**Task goal**
Lines from the one containing "self.count(PmlChangeType::SlideInserted)" through the final line of the entries below: reproduce them exactly, all of them and only them.

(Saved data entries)
──────

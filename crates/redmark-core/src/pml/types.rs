use serde::{Deserialize, Serialize};

/// Kinds of changes detected during presentation comparison.
#[derive(Debug, Clone, Copy, PartialEq, Eq, Hash, Serialize, Deserialize)]
#[serde(rename_all = "PascalCase")]
pub enum PmlChangeType {
    SlideSizeChanged,

    SlideInserted,
    SlideDeleted,
    SlideMoved,
    SlideLayoutChanged,
    SlideBackgroundChanged,
    SlideTransitionChanged,
    SlideNotesChanged,

    ShapeInserted,
    ShapeDeleted,
    ShapeMoved,
    ShapeResized,
    ShapeRotated,
    ShapeZOrderChanged,

    TextChanged,
    TextFormattingChanged,
    ImageReplaced,
    TableContentChanged,
    ChartDataChanged,
    ShapeStyleChanged,
}

/// One detected change; `slide_index` is 1-based in the newer deck,
/// `old_slide_index` in the older one.
#[derive(Debug, Clone, Default, Serialize, Deserialize)]
#[serde(rename_all = "camelCase")]
pub struct PmlChange {
    pub change_type: Option<PmlChangeType>,
    pub slide_index: Option<usize>,
    pub old_slide_index: Option<usize>,
    pub shape_name: Option<String>,
    pub shape_id: Option<u32>,
    pub old_value: Option<String>,
    pub new_value: Option<String>,

    // Transform deltas in EMU.
    pub old_x: Option<i64>,
    pub old_y: Option<i64>,
    pub old_cx: Option<i64>,
    pub old_cy: Option<i64>,
    pub new_x: Option<i64>,
    pub new_y: Option<i64>,
    pub new_cx: Option<i64>,
    pub new_cy: Option<i64>,

    pub match_confidence: Option<f64>,
}

impl PmlChange {
    pub fn of(change_type: PmlChangeType) -> Self {
        Self {
            change_type: Some(change_type),
            ..Self::default()
        }
    }

    pub fn kind(&self) -> PmlChangeType {
        self.change_type.unwrap_or(PmlChangeType::SlideInserted)
    }

    pub fn describe(&self) -> String {
        let slide = self.slide_index.unwrap_or(0);
        let shape = self.shape_name.as_deref().unwrap_or("");
        match self.kind() {
            PmlChangeType::SlideSizeChanged => format!(
                "Slide size changed from {} to {}",
                self.old_value.as_deref().unwrap_or(""),
                self.new_value.as_deref().unwrap_or("")
            ),
            PmlChangeType::SlideInserted => format!("Slide {slide} inserted"),
            PmlChangeType::SlideDeleted => {
                format!("Slide {} deleted", self.old_slide_index.unwrap_or(0))
            }
            PmlChangeType::SlideMoved => format!(
                "Slide moved from position {} to {slide}",
                self.old_slide_index.unwrap_or(0)
            ),
            PmlChangeType::SlideLayoutChanged => format!("Slide {slide} layout changed"),
            PmlChangeType::SlideBackgroundChanged => {
                format!("Slide {slide} background changed")
            }
            PmlChangeType::SlideTransitionChanged => {
                format!("Slide {slide} transition changed")
            }
            PmlChangeType::SlideNotesChanged => format!("Slide {slide} notes changed"),
            PmlChangeType::ShapeInserted => {
                format!("Shape '{shape}' inserted on slide {slide}")
            }
            PmlChangeType::ShapeDeleted => {
                format!("Shape '{shape}' deleted from slide {slide}")
            }
            PmlChangeType::ShapeMoved => format!("Shape '{shape}' moved on slide {slide}"),
            PmlChangeType::ShapeResized => format!("Shape '{shape}' resized on slide {slide}"),
            PmlChangeType::ShapeRotated => format!("Shape '{shape}' rotated on slide {slide}"),
            PmlChangeType::ShapeZOrderChanged => {
                format!("Shape '{shape}' z-order changed on slide {slide}")
            }
            PmlChangeType::TextChanged => {
                format!("Text changed in '{shape}' on slide {slide}")
            }
            PmlChangeType::TextFormattingChanged => {
                format!("Text formatting changed in '{shape}' on slide {slide}")
            }
            PmlChangeType::ImageReplaced => {
                format!("Image replaced in '{shape}' on slide {slide}")
            }
            PmlChangeType::TableContentChanged => {
                format!("Table content changed in '{shape}' on slide {slide}")
            }
            PmlChangeType::ChartDataChanged => {
                format!("Chart data changed in '{shape}' on slide {slide}")
            }
            PmlChangeType::ShapeStyleChanged => {
                format!("Shape style changed in '{shape}' on slide {slide}")
            }
        }
    }
}

/// Outcome of one presentation comparison.
#[derive(Debug, Clone, Default, Serialize, Deserialize)]
#[serde(rename_all = "camelCase")]
pub struct PmlComparisonResult {
    pub changes: Vec<PmlChange>,
    pub warnings: Vec<String>,
}

impl PmlComparisonResult {
    pub fn total_changes(&self) -> usize {
        self.changes.len()
    }

    fn count(&self, kind: PmlChangeType) -> usize {
        self.changes.iter().filter(|c| c.kind() == kind).count()
    }

    pub fn slides_inserted(&self) -> usize {
        self.count(PmlChangeType::SlideInserted)
    }

    pub fn slides_deleted(&self) -> usize {
        self.count(PmlChangeType::SlideDeleted)
    }

    pub fn is_identical(&self) -> bool {
        self.changes.is_empty()
    }
}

──────

**Answer section**
        self.count(PmlChangeType::SlideInserted)
    }

    pub fn slides_deleted(&self) -> usize {
        self.count(PmlChangeType::SlideDeleted)
    }

    pub fn is_identical(&self) -> bool {
        self.changes.is_empty()
    }
}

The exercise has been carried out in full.